The impact of Hashimoto’s thyroiditis on endoscopic thyroidectomy in patients with papillary thyroid carcinoma

Background: Hashimoto’s thyroiditis (HT) is often associated with papillary thyroid carcinoma (PTC) and increases the difficulty of thyroidectomy. The clinical outcomes of applying the transoral approach and the transthoracic approach—the two most widely practiced endoscopic thyroid surgery techniques—in patients with PTC complicated by HT remain unclear.

Materials and methods: This study is a single-center retrospective design. Clinical data on 500 patients with PTC who underwent endoscopic thyroidectomy between January 2016 and December 2022 were collected. Patients voluntarily chose either the transoral endoscopic thyroidectomy via a vestibular approach (TOETVA) or endoscopic thyroidectomy via a chest-breast approach (ETCB), were grouped accordingly, and were further subdivided into HT and non-HT groups.

Results: Of 500 patients included, 140 had HT and 360 did not. The proportion of patients with stage T1 tumors was larger in the HT group than in the non-HT group. All endoscopic thyroidectomies (202 ETCBs and 298 TOETVAs) completed successfully without conversion to open surgery. The total number of retrieved lymph nodes was larger in the HT group than in the non-HT group, but the number of positive lymph nodes was smaller. Among patients treated by ETCB, the operative time was longer and the incidence of complications (transient hypoparathyroidism and transient recurrent laryngeal nerve injury) was greater in the HT group than in the non-HT group. For patients treated by TOETVA, the operative time and incidence of complications did not differ significantly between groups.
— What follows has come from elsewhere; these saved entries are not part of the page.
//! Pagination parameters and the page window arithmetic.

use serde::{Deserialize, Serialize};
use utoipa::IntoParams;
use validator::Validate;

/// The largest page a client may ask for.
pub const MAX_PAGE_SIZE: u32 = 100;

/// Pagination parameters.
#[derive(Clone, Copy, Debug, Default, Serialize, Deserialize, IntoParams, Validate)]
#[serde(rename_all = "camelCase")]
#[into_params(parameter_in = Query)]
pub struct PaginationParams {
    /// The 0-indexed page to fetch.
    page: Option<u32>,
    /// The number of elements per page.
    #[validate(range(min = 1, max = 100))]
    #[param(minimum = 1, maximum = 100)]
    page_size: Option<u32>,
}

impl PaginationParams {
    /// Constructs pagination parameters.
    pub fn new(page: Option<u32>, page_size: Option<u32>) -> Self {
        Self { page, page_size }
    }

    /// The requested page, first page if absent.
    pub fn page(&self) -> u32 {
        self.page.unwrap_or(0)
    }

    /// The requested page size, `default` if absent.
    pub fn page_size_or(&self, default: u32) -> u32 {
        self.page_size.unwrap_or(default)
    }
}

/// Which slice of a collection a page covers.
#[derive(Clone, Copy, Debug, PartialEq, Eq)]
pub struct PageWindow {
    /// Items before this page.
    pub skip: usize,
    /// Items on this page.
    pub take: usize,
    /// Whether more than a full page remains after skipping.
    pub has_more: bool,
}

impl PageWindow {
    /// Computes the window of page `page` over `total` items.
    ///
    /// `page_size` must be positive.
    pub fn new(total: usize, page: u32, page_size: u32) -> Self {
        debug_assert!(page_size > 0, "page size must be positive");
        let page_size = page_size as usize;
        let skip = page_size.saturating_mul(page as usize);
        let remaining = total.saturating_sub(skip);
        Self {
            skip,
            take: remaining.min(page_size),
            has_more: remaining > page_size,
        }
    }
}

#[cfg(test)]
mod tests {
    use super::*;
    use proptest::prelude::*;

    #[test]
    fn seven_items_in_pages_of_five() {
        assert_eq!(
            PageWindow {
                skip: 0,
                take: 5,
                has_more: true
            },
            PageWindow::new(7, 0, 5)
        );
        assert_eq!(
            PageWindow {
                skip: 5,
                take: 2,
                has_more: false
            },
            PageWindow::new(7, 1, 5)
        );
        assert_eq!(
            PageWindow {
                skip: 10,
                take: 0,
                has_more: false
            },
            PageWindow::new(7, 2, 5)
        );
    }

    #[test]
    fn exactly_one_page_left_has_no_more() {
        let window = PageWindow::new(10, 1, 5);
        assert_eq!(5, window.take);
        assert!(!window.has_more);
    }

    #[test]
    fn empty_collection_gives_empty_window() {
        let window = PageWindow::new(0, 0, 5);
        assert_eq!(0, window.take);
        assert!(!window.has_more);
    }

    #[test]
    fn huge_page_does_not_overflow() {
        let window = PageWindow::new(3, u32::MAX, MAX_PAGE_SIZE);
        assert_eq!(0, window.take);
        assert!(!window.has_more);
    }

    #[test]
    fn page_size_out_of_range_is_invalid() {
        assert!(PaginationParams::new(Some(0), Some(0)).validate().is_err());
        assert!(PaginationParams::new(Some(0), Some(MAX_PAGE_SIZE + 1))
            .validate()
            .is_err());
        assert!(PaginationParams::new(Some(3), Some(MAX_PAGE_SIZE))
            .validate()
            .is_ok());
        assert!(PaginationParams::default().validate().is_ok());
    }

    #[test]
    fn defaults_apply_when_absent() {
        let params = PaginationParams::default();
        assert_eq!(0, params.page());
        assert_eq!(5, params.page_size_or(5));
    }

    proptest! {
        #[test]
        fn take_is_clamped_remainder(total in 0usize..10_000, page in 0u32..500, page_size in 1u32..=MAX_PAGE_SIZE) {
            let window = PageWindow::new(total, page, page_size);
            let remaining = total as i64 - page_size as i64 * page as i64;
            let expected = remaining.min(page_size as i64).max(0) as usize;
            prop_assert_eq!(expected, window.take);
            prop_assert_eq!(remaining > page_size as i64, window.has_more);
        }
    }
}
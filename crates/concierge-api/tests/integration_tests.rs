//! Integration tests for the concierge API.
//!
//! Each test builds its own router over an in-memory database (or none),
//! stub LLM providers, and a stub transcriber.

use std::sync::Arc;

use async_trait::async_trait;
use axum::body::Body;
use axum::http::{Request, StatusCode};
use serde_json::Value;
use tower::ServiceExt;

use concierge_api::create_router;
use concierge_api::handlers::HealthResponse;
use concierge_api::state::AppState;
use concierge_chat::EMPTY_INPUT_REPLY;
use concierge_core::config::ConciergeConfig;
use concierge_llm::{GenerateRequest, LlmProvider, ProviderError, ProviderRegistry, SpeechToText};
use concierge_storage::{Database, InteractionRepository, StoreHandle};

// =============================================================================
// Helpers
// =============================================================================

struct StubProvider {
    name: &'static str,
    reply: Option<&'static str>,
}

#[async_trait]
impl LlmProvider for StubProvider {
    fn name(&self) -> &str {
        self.name
    }

    async fn generate(&self, _request: &GenerateRequest) -> Result<String, ProviderError> {
        self.reply
            .map(str::to_string)
            .ok_or_else(|| ProviderError::Upstream {
                status: 503,
                body: "overloaded".to_string(),
            })
    }
}

struct StubStt(Option<&'static str>);

#[async_trait]
impl SpeechToText for StubStt {
    async fn transcribe(&self, _audio: Vec<u8>, _filename: &str) -> Result<String, ProviderError> {
        self.0
            .map(str::to_string)
            .ok_or_else(|| ProviderError::Upstream {
                status: 400,
                body: "could not decode audio".to_string(),
            })
    }
}

fn providers(replies: &[(&'static str, Option<&'static str>)]) -> ProviderRegistry {
    replies
        .iter()
        .fold(ProviderRegistry::new(), |reg, &(name, reply)| {
            reg.with_provider(Arc::new(StubProvider { name, reply }))
        })
}

fn make_state(
    store: StoreHandle,
    registry: ProviderRegistry,
    transcript: Option<&'static str>,
) -> AppState {
    AppState::new(
        ConciergeConfig::default(),
        store,
        registry,
        Arc::new(StubStt(transcript)),
    )
}

fn live_store() -> StoreHandle {
    StoreHandle::from_database(Database::in_memory().unwrap())
}

fn make_app() -> axum::Router {
    create_router(make_state(
        live_store(),
        providers(&[("groq", Some("The pool opens at 7 AM."))]),
        Some("Is there a pool?"),
    ))
}

fn post_json(uri: &str, json: &str) -> Request<Body> {
    Request::post(uri)
        .header("content-type", "application/json")
        .body(Body::from(json.to_string()))
        .unwrap()
}

const BOUNDARY: &str = "concierge-test-boundary";

fn post_multipart(uri: &str, field: &str, filename: &str, data: &[u8]) -> Request<Body> {
    let part = format!(
        "Content-Disposition: form-data; name=\"{}\"; filename=\"{}\"\r\nContent-Type: audio/webm\r\n\r\n",
        field, filename
    );
    multipart_request(uri, &part, data)
}

fn post_form_value(uri: &str, field: &str, value: &str) -> Request<Body> {
    let part = format!(
        "Content-Disposition: form-data; name=\"{}\"\r\n\r\n",
        field
    );
    multipart_request(uri, &part, value.as_bytes())
}

fn multipart_request(uri: &str, part_headers: &str, data: &[u8]) -> Request<Body> {
    let mut body = Vec::new();
    body.extend_from_slice(format!("--{}\r\n", BOUNDARY).as_bytes());
    body.extend_from_slice(part_headers.as_bytes());
    body.extend_from_slice(data);
    body.extend_from_slice(format!("\r\n--{}--\r\n", BOUNDARY).as_bytes());

    Request::post(uri)
        .header(
            "content-type",
            format!("multipart/form-data; boundary={}", BOUNDARY),
        )
        .body(Body::from(body))
        .unwrap()
}

async fn body_json(resp: axum::response::Response) -> Value {
    let bytes = axum::body::to_bytes(resp.into_body(), 1024 * 1024)
        .await
        .unwrap();
    serde_json::from_slice(&bytes).unwrap()
}

// =============================================================================
// POST /api/text
// =============================================================================

#[tokio::test]
async fn test_text_faq_reply() {
    let store = live_store();
    let app = create_router(make_state(
        store.clone(),
        providers(&[("groq", Some("should not be used"))]),
        None,
    ));

    let resp = app
        .oneshot(post_json(
            "/api/text",
            r#"{"transcript":"What time is check-in?","conversationId":"conv-42"}"#,
        ))
        .await
        .unwrap();
    assert_eq!(resp.status(), StatusCode::OK);

    let json = body_json(resp).await;
    assert_eq!(json["transcript"], "What time is check-in?");
    assert!(json["reply"].as_str().unwrap().contains("3:00 PM"));
    assert_eq!(json["conversationId"], "conv-42");

    let repo = InteractionRepository::new(store.database().unwrap().clone());
    assert_eq!(repo.count_for("conv-42").unwrap(), 2);
}

#[tokio::test]
async fn test_text_llm_reply_mints_conversation_id() {
    let app = make_app();
    let resp = app
        .oneshot(post_json("/api/text", r#"{"transcript":"Is there a pool?"}"#))
        .await
        .unwrap();
    assert_eq!(resp.status(), StatusCode::OK);

    let json = body_json(resp).await;
    assert_eq!(json["reply"], "The pool opens at 7 AM.");
    assert!(!json["conversationId"].as_str().unwrap().is_empty());
}

#[tokio::test]
async fn test_text_empty_transcript() {
    let store = live_store();
    let app = create_router(make_state(store.clone(), providers(&[]), None));

    let resp = app
        .oneshot(post_json("/api/text", r#"{"transcript":"   "}"#))
        .await
        .unwrap();
    assert_eq!(resp.status(), StatusCode::OK);

    let json = body_json(resp).await;
    assert_eq!(json["reply"], EMPTY_INPUT_REPLY);
    assert_eq!(json["transcript"], "");
    assert!(!json["conversationId"].as_str().unwrap().is_empty());

    let repo = InteractionRepository::new(store.database().unwrap().clone());
    assert_eq!(repo.count().unwrap(), 0);
}

#[tokio::test]
async fn test_text_missing_fields_treated_as_empty() {
    let app = make_app();
    let resp = app.oneshot(post_json("/api/text", "{}")).await.unwrap();
    assert_eq!(resp.status(), StatusCode::OK);
    assert_eq!(body_json(resp).await["reply"], EMPTY_INPUT_REPLY);
}

#[tokio::test]
async fn test_text_secondary_provider() {
    let app = create_router(make_state(
        live_store(),
        providers(&[("groq", None), ("gemini", Some("Gemini says hi."))]),
        None,
    ));
    let resp = app
        .oneshot(post_json("/api/text", r#"{"transcript":"Hello there"}"#))
        .await
        .unwrap();
    assert_eq!(body_json(resp).await["reply"], "Gemini says hi.");
}

#[tokio::test]
async fn test_text_fallback_without_database_or_providers() {
    let app = create_router(make_state(
        StoreHandle::disabled(),
        providers(&[("groq", None), ("gemini", None)]),
        None,
    ));
    let resp = app
        .oneshot(post_json(
            "/api/text",
            r#"{"transcript":"Do you allow pets?","conversationId":"c1"}"#,
        ))
        .await
        .unwrap();
    assert_eq!(resp.status(), StatusCode::OK);

    let json = body_json(resp).await;
    let reply = json["reply"].as_str().unwrap();
    assert!(reply.starts_with("I heard: \"Do you allow pets?\""));
    assert_eq!(json["conversationId"], "c1");
}

#[tokio::test]
async fn test_text_malformed_json_is_bad_request() {
    let app = make_app();
    let resp = app
        .oneshot(post_json("/api/text", "{not json"))
        .await
        .unwrap();
    assert_eq!(resp.status(), StatusCode::BAD_REQUEST);
    assert!(body_json(resp).await["error"].is_string());
}

// =============================================================================
// POST /api/voice
// =============================================================================

#[tokio::test]
async fn test_voice_happy_path() {
    let app = make_app();
    let resp = app
        .oneshot(post_multipart("/api/voice", "audio", "clip.webm", b"RIFFfake"))
        .await
        .unwrap();
    assert_eq!(resp.status(), StatusCode::OK);

    let json = body_json(resp).await;
    assert_eq!(json["transcript"], "Is there a pool?");
    assert_eq!(json["reply"], "The pool opens at 7 AM.");
}

#[tokio::test]
async fn test_voice_missing_audio_field() {
    let app = make_app();
    let resp = app
        .oneshot(post_multipart("/api/voice", "file", "clip.webm", b"data"))
        .await
        .unwrap();
    assert_eq!(resp.status(), StatusCode::BAD_REQUEST);
    assert_eq!(body_json(resp).await["error"], "No audio uploaded");
}

#[tokio::test]
async fn test_voice_plain_form_value_is_not_an_upload() {
    let app = make_app();
    let resp = app
        .oneshot(post_form_value("/api/voice", "audio", "not a file"))
        .await
        .unwrap();
    assert_eq!(resp.status(), StatusCode::BAD_REQUEST);
    assert_eq!(body_json(resp).await["error"], "No audio uploaded");
}

#[tokio::test]
async fn test_voice_not_multipart() {
    let app = make_app();
    let resp = app
        .oneshot(post_json("/api/voice", r#"{"audio":"nope"}"#))
        .await
        .unwrap();
    assert_eq!(resp.status(), StatusCode::BAD_REQUEST);
    assert_eq!(body_json(resp).await["error"], "No audio uploaded");
}

#[tokio::test]
async fn test_voice_transcription_failure_is_500() {
    let app = create_router(make_state(
        live_store(),
        providers(&[("groq", Some("unused"))]),
        None,
    ));
    let resp = app
        .oneshot(post_multipart("/api/voice", "audio", "clip.wav", b"garbage"))
        .await
        .unwrap();
    assert_eq!(resp.status(), StatusCode::INTERNAL_SERVER_ERROR);
    let json = body_json(resp).await;
    assert!(json["error"].as_str().unwrap().contains("transcription failed"));
}

#[tokio::test]
async fn test_voice_llm_failure_is_500() {
    let app = create_router(make_state(
        live_store(),
        providers(&[("groq", None)]),
        Some("Is there a pool?"),
    ));
    let resp = app
        .oneshot(post_multipart("/api/voice", "audio", "clip.wav", b"audio"))
        .await
        .unwrap();
    assert_eq!(resp.status(), StatusCode::INTERNAL_SERVER_ERROR);
}

// =============================================================================
// GET /health
// =============================================================================

#[tokio::test]
async fn test_health() {
    let mut registry = ProviderRegistry::new();
    registry.register("groq", None);
    registry.register(
        "gemini",
        Some(Arc::new(StubProvider {
            name: "gemini",
            reply: Some("hi"),
        }) as Arc<dyn LlmProvider>),
    );
    let app = create_router(make_state(live_store(), registry, None));

    let resp = app
        .oneshot(Request::get("/health").body(Body::empty()).unwrap())
        .await
        .unwrap();
    assert_eq!(resp.status(), StatusCode::OK);

    let bytes = axum::body::to_bytes(resp.into_body(), 1024 * 1024)
        .await
        .unwrap();
    let health: HealthResponse = serde_json::from_slice(&bytes).unwrap();
    assert_eq!(health.status, "ok");
    assert!(health.persistence);
    assert_eq!(health.providers.len(), 2);
    assert!(!health.providers[0].enabled);
    assert_eq!(health.providers[1].name, "gemini");
    assert!(health.providers[1].enabled);
}

#[tokio::test]
async fn test_health_without_database() {
    let app = create_router(make_state(StoreHandle::disabled(), providers(&[]), None));
    let resp = app
        .oneshot(Request::get("/health").body(Body::empty()).unwrap())
        .await
        .unwrap();
    let json = body_json(resp).await;
    assert_eq!(json["status"], "ok");
    assert_eq!(json["persistence"], false);
}

// =============================================================================
// CORS
// =============================================================================

#[tokio::test]
async fn test_allowed_origin_gets_cors_header() {
    let app = make_app();
    let req = Request::get("/health")
        .header("origin", "http://localhost:3000")
        .body(Body::empty())
        .unwrap();
    let resp = app.oneshot(req).await.unwrap();
    assert_eq!(resp.status(), StatusCode::OK);
    assert_eq!(
        resp.headers().get("access-control-allow-origin").unwrap(),
        "http://localhost:3000"
    );
}

#[tokio::test]
async fn test_disallowed_origin_is_rejected() {
    let app = make_app();
    let req = Request::post("/api/text")
        .header("origin", "https://evil.example.com")
        .header("content-type", "application/json")
        .body(Body::from(r#"{"transcript":"hi"}"#))
        .unwrap();
    let resp = app.oneshot(req).await.unwrap();
    assert_eq!(resp.status(), StatusCode::FORBIDDEN);
    assert!(resp.headers().get("access-control-allow-origin").is_none());
    let json = body_json(resp).await;
    assert!(json["error"]
        .as_str()
        .unwrap()
        .contains("https://evil.example.com"));
}

#[tokio::test]
async fn test_frontend_url_extends_allow_list() {
    let mut config = ConciergeConfig::default();
    config.apply_env_from(|key| match key {
        "FRONTEND_URL" => Some("https://hotel.example.com/".to_string()),
        _ => None,
    });
    let state = AppState::new(
        config,
        StoreHandle::disabled(),
        providers(&[]),
        Arc::new(StubStt(None)),
    );
    let app = create_router(state);

    let req = Request::get("/health")
        .header("origin", "https://hotel.example.com")
        .body(Body::empty())
        .unwrap();
    let resp = app.oneshot(req).await.unwrap();
    assert_eq!(resp.status(), StatusCode::OK);
}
Conclusions: HT appears to be associated with less aggressive tumor characteristics. TOETVA could represent a preferable option compared with ETCB for managing PTC with concomitant HT, although further prospective studies are warranted to confirm these findings.

Introduction

The incidence of papillary thyroid carcinoma (PTC), the most common endocrine system malignancy, has increased rapidly in recent years (1, 2). Surgery is the primary treatment for PTC, while the first endoscopic thyroid lobectomy was reported in 1997 (3). After nearly three decades of development, numerous endoscopic approaches for thyroidectomy have been reported. Among these, endoscopic thyroidectomy via a chest-breast approach (ETCB) represents the earliest and most extensively adopted technique. The first totally transoral video-assisted thyroidectomy was documented in 2009 (4) and was classified as a type of NOTES procedure. Transoral endoscopic thyroidectomy via a vestibular approach (TOETVA) completely avoids the need to make visible skin incisions and is rapidly becoming a popular alternative (5). ETCB and TOETVA are currently used in the treatment of PTC in many medical centers, but they have shortcomings. ETCB is suboptimal for central neck dissection due to obstruction by the clavicle, while TOETVA carries increased risks of infection and mental nerve injury associated with the transoral vestibular approach (6).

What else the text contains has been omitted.